Extracted records:
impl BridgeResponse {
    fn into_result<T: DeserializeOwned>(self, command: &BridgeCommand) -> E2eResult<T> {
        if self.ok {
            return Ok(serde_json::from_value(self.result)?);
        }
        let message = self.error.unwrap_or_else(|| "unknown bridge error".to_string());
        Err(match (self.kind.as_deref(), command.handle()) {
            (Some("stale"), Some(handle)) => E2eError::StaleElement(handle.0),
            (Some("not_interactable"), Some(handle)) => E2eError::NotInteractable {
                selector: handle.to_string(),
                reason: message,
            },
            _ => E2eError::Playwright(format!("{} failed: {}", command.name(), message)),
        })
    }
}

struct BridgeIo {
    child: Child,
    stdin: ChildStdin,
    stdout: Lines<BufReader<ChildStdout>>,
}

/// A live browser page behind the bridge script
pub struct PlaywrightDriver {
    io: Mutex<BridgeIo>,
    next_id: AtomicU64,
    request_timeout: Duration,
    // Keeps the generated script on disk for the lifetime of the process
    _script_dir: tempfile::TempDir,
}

* * *

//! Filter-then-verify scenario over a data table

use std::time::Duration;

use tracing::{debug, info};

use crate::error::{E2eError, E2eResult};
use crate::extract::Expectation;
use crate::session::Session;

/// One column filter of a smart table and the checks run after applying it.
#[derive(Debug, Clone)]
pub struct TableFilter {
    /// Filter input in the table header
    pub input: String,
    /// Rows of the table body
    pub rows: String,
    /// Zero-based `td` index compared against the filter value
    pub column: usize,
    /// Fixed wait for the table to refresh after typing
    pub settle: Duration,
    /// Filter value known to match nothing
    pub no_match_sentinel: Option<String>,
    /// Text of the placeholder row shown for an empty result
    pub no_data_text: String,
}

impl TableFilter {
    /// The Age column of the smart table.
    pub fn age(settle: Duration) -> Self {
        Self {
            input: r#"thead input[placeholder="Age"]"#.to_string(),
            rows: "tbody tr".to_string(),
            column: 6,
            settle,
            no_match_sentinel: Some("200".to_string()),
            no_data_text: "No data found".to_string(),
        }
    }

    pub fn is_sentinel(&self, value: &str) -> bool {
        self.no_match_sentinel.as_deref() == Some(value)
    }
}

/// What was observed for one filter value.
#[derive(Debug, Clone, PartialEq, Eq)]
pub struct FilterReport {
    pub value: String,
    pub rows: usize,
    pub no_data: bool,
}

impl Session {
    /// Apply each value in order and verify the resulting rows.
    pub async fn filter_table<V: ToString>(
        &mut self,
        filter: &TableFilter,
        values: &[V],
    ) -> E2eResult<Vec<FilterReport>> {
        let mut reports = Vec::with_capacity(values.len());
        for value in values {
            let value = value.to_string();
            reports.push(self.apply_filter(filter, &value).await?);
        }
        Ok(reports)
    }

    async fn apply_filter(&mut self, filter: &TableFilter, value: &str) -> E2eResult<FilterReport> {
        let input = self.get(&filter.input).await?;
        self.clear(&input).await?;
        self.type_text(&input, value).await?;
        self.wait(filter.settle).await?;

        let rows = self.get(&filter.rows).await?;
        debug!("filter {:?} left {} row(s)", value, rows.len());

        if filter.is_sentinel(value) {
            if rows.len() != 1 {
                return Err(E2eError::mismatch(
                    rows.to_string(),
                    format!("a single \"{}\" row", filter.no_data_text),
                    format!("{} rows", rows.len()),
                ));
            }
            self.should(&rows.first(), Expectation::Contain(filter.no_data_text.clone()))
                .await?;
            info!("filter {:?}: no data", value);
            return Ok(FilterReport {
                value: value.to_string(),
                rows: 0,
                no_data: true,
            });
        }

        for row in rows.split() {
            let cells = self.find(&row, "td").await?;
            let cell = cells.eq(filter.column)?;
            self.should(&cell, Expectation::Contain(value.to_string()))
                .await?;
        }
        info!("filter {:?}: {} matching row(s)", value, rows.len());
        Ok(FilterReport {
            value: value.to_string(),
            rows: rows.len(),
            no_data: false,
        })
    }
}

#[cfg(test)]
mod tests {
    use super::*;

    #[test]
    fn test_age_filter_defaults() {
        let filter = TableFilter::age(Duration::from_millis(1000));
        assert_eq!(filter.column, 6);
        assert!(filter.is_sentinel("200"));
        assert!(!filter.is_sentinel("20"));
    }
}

Exercise prompt: Go through the entries and return each line where the word "Expectation" appears.

Exercise solution:
use crate::extract::Expectation;
            self.should(&rows.first(), Expectation::Contain(filter.no_data_text.clone()))
            self.should(&cell, Expectation::Contain(value.to_string()))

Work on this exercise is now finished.